Attackers armed with machetes killed a
blogger in Bangladesh on Friday, the fourth such killing of an online critic of
religious extremism in six months, prompting calls by human rights groups for a
swift and thorough investigation.
Militants
have targeted secularist writers in Bangladesh in recent years, while the
government has tried to crack down on hardline Islamist groups seeking to make
the majority-Muslim South Asian nation of 160 million people a sharia-based
state.
Niloy
Chatterjee, 40, an advocate of secularism, was killed in his flat in the
capital Dhaka, said police official Mustafizur Rahman.
"We are
speechless. He was demanding justice for the killing of other bloggers,"
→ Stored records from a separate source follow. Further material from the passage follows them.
//! Admin authentication: bcrypt password hashes and HS256 bearer tokens.

use axum::{
    extract::{FromRef, FromRequestParts},
    http::{header, request::Parts},
};
use chrono::Utc;
use jsonwebtoken::{Algorithm, DecodingKey, EncodingKey, Header, Validation, decode, encode};
use serde::{Deserialize, Serialize};
use sqlx::SqlitePool;
use std::sync::Arc;
use thiserror::Error;
use tracing::{debug, info};
use uuid::Uuid;

use crate::{errors::AppError, models::admin::Admin};

/// Token lifetime in seconds.
pub const TOKEN_TTL_SECS: i64 = 3600;

const ADMIN_ROLE: &str = "admin";

#[derive(Debug, Error)]
pub enum AuthError {
    #[error("invalid credentials")]
    BadCredentials,
    #[error("missing bearer token")]
    MissingToken,
    #[error("invalid token: {0}")]
    InvalidToken(#[from] jsonwebtoken::errors::Error),
    #[error("password hashing failed: {0}")]
    Hash(#[from] bcrypt::BcryptError),
    #[error("password hashing task failed: {0}")]
    Task(#[from] tokio::task::JoinError),
    #[error(transparent)]
    Sqlx(#[from] sqlx::Error),
}

pub type AuthResult<T> = Result<T, AuthError>;

/// Claims carried by an admin token.
#[derive(Debug, Clone, Serialize, Deserialize, PartialEq, Eq)]
pub struct AdminClaims {
    pub email: String,
    #[serde(rename = "adminId")]
    pub admin_id: Uuid,
    pub iat: i64,
    pub exp: i64,
}

/// Body of a successful login.
#[derive(Debug, Serialize)]
#[serde(rename_all = "camelCase")]
pub struct LoginResponse {
    pub token: String,
    pub expires_in: i64,
    pub admin_id: Uuid,
}

#[derive(Clone)]
pub struct AuthService {
    db: Arc<SqlitePool>,
    encoding: Arc<EncodingKey>,
    decoding: Arc<DecodingKey>,
    hash_cost: u32,
}

impl AuthService {
    pub fn new(db: Arc<SqlitePool>, secret: &str) -> Self {
        Self {
            db,
            encoding: Arc::new(EncodingKey::from_secret(secret.as_bytes())),
            decoding: Arc::new(DecodingKey::from_secret(secret.as_bytes())),
            hash_cost: bcrypt::DEFAULT_COST,
        }
    }

    /// Same service with a different bcrypt work factor.
    pub fn with_hash_cost(mut self, cost: u32) -> Self {
        self.hash_cost = cost;
        self
    }

    /// Create the admin for `email`, or reset its password if it exists.
    pub async fn upsert_admin(&self, email: &str, password: &str) -> AuthResult<Uuid> {
        let hash = hash_password(password, self.hash_cost).await?;
        let id: Uuid = sqlx::query_scalar(
            r#"
            INSERT INTO admins (id, email, password_hash, role, created_at)
            VALUES (?, ?, ?, ?, ?)
            ON CONFLICT(email) DO UPDATE SET password_hash = excluded.password_hash
            RETURNING id
            "#,
        )
        .bind(Uuid::new_v4())
        .bind(email)
        .bind(hash)
        .bind(ADMIN_ROLE)
        .bind(Utc::now())
        .fetch_one(&*self.db)
        .await?;
        info!("Admin account ready: {}", email);
        Ok(id)
    }

    /// Check the credentials and issue a token. Unknown email and wrong
    /// password fail identically.
    pub async fn login(&self, email: &str, password: &str) -> AuthResult<LoginResponse> {
        let admin = sqlx::query_as::<_, Admin>(
            "SELECT id, email, password_hash, role, created_at FROM admins WHERE email = ?",
        )
        .bind(email)
        .fetch_optional(&*self.db)
        .await?;

        let Some(admin) = admin else {
            debug!("login attempt for unknown admin");
            return Err(AuthError::BadCredentials);
        };
        if !verify_password(password, &admin.password_hash).await? {
            debug!("login attempt with wrong password for {}", admin.email);
            return Err(AuthError::BadCredentials);
        }

        let token = self.issue_token(&admin, Utc::now().timestamp())?;
        Ok(LoginResponse {
            token,
            expires_in: TOKEN_TTL_SECS,
            admin_id: admin.id,
        })
    }

    fn issue_token(&self, admin: &Admin, now: i64) -> AuthResult<String> {
        let claims = AdminClaims {
            email: admin.email.clone(),
            admin_id: admin.id,
            iat: now,
            exp: now + TOKEN_TTL_SECS,
        };
        Ok(encode(&Header::new(Algorithm::HS256), &claims, &self.encoding)?)
    }

    /// Validate signature and expiry.
    pub fn verify_token(&self, token: &str) -> AuthResult<AdminClaims> {
        let mut validation = Validation::new(Algorithm::HS256);
        validation.leeway = 0;
        let data = decode::<AdminClaims>(token, &self.decoding, &validation)?;
        Ok(data.claims)
    }
}

async fn hash_password(password: &str, cost: u32) -> AuthResult<String> {
    let password = password.to_string();
    Ok(tokio::task::spawn_blocking(move || bcrypt::hash(password, cost)).await??)
}

async fn verify_password(password: &str, hash: &str) -> AuthResult<bool> {
    let password = password.to_string();
    let hash = hash.to_string();
    Ok(tokio::task::spawn_blocking(move || bcrypt::verify(password, &hash)).await??)
}

/// Rejects the request with 401 unless it carries a valid
/// `Authorization: Bearer <token>` header.
impl<S> FromRequestParts<S> for AdminClaims
where
    AuthService: FromRef<S>,
    S: Send + Sync,
{
    type Rejection = AppError;

    async fn from_request_parts(parts: &mut Parts, state: &S) -> Result<Self, Self::Rejection> {
        let auth = AuthService::from_ref(state);
        let token = parts
            .headers
            .get(header::AUTHORIZATION)
            .and_then(|v| v.to_str().ok())
            .and_then(|v| v.strip_prefix("Bearer "))
            .map(str::trim)
            .filter(|t| !t.is_empty())
            .ok_or(AuthError::MissingToken)?;
        Ok(auth.verify_token(token)?)
    }
}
said Imran Sarker, head of a network of activists and bloggers.
"Who
will be next for demanding justice for Niloy?"
Chatterjee,
who used the pen-name Niloy Neel, was a critic of religious extremism that led
to bombings in mosques and the killing of civilians, Sarker said.
Chatterjee
was also one of hundreds of bloggers driving a movement demanding the death
penalty for Islamist leaders accused of atrocities in Bangladesh's 1971 war of
independence.
Prime
Minister Sheikh Hasina opened an inquiry into war crimes in 2010.
A tribunal
has since convicted several senior leaders of an Islamist party, who in 1971
opposed the breakaway of Bangladesh, then known as East Pakistan, from
Pakistan, of various crimes.
They denied
wrongdoing.
U.N. human
rights investigators and rights groups condemned Friday's killing and called
for a thorough investigation.
"The
violent killing of another critical voice in Bangladesh shows that serious
threats to freedom of expression persist in the country," U.N. special
rapporteur on freedom of expression David Kaye and the special rapporteur on
extrajudicial killings Christof Heyns said in a joint statement issued in
Geneva.
Amnesty
International urged Bangladesh to send a strong message that killings aimed at
silencing dissenting voices were despicable and would not be tolerated.
"Thorough,
effective, independent and impartial investigations must be carried out
promptly to ensure that all those responsible are brought to justice in fair
trials without recourse to the death penalty," Amnesty said in a
statement.
The
Committee to Protect Journalists (CPJ) also appealed to the Hasina government
to solve "this barbaric murder".
In
February, machete-wielding assailants killed a U.S. citizen of Bangladeshi
origin and critic of religious militancy, Avijit Roy, and seriously injured his
wife and fellow blogger, Rafida Bonya Ahmed, after they left a book fair.
On March 30,
Washiqur Rahman, another secular blogger who aired his outrage over Roy's death
on social media, was killed in a similar fashion. Another secular blogger,
Ananta Bijoy Das, was hacked to death on May 12.
The
Indian-born head of al-Qaeda in the Indian subcontinent claimed responsibility
in May for a series of attacks in Bangladesh and Pakistan, including Roy's. The
United States said it was unable to confirm the claim.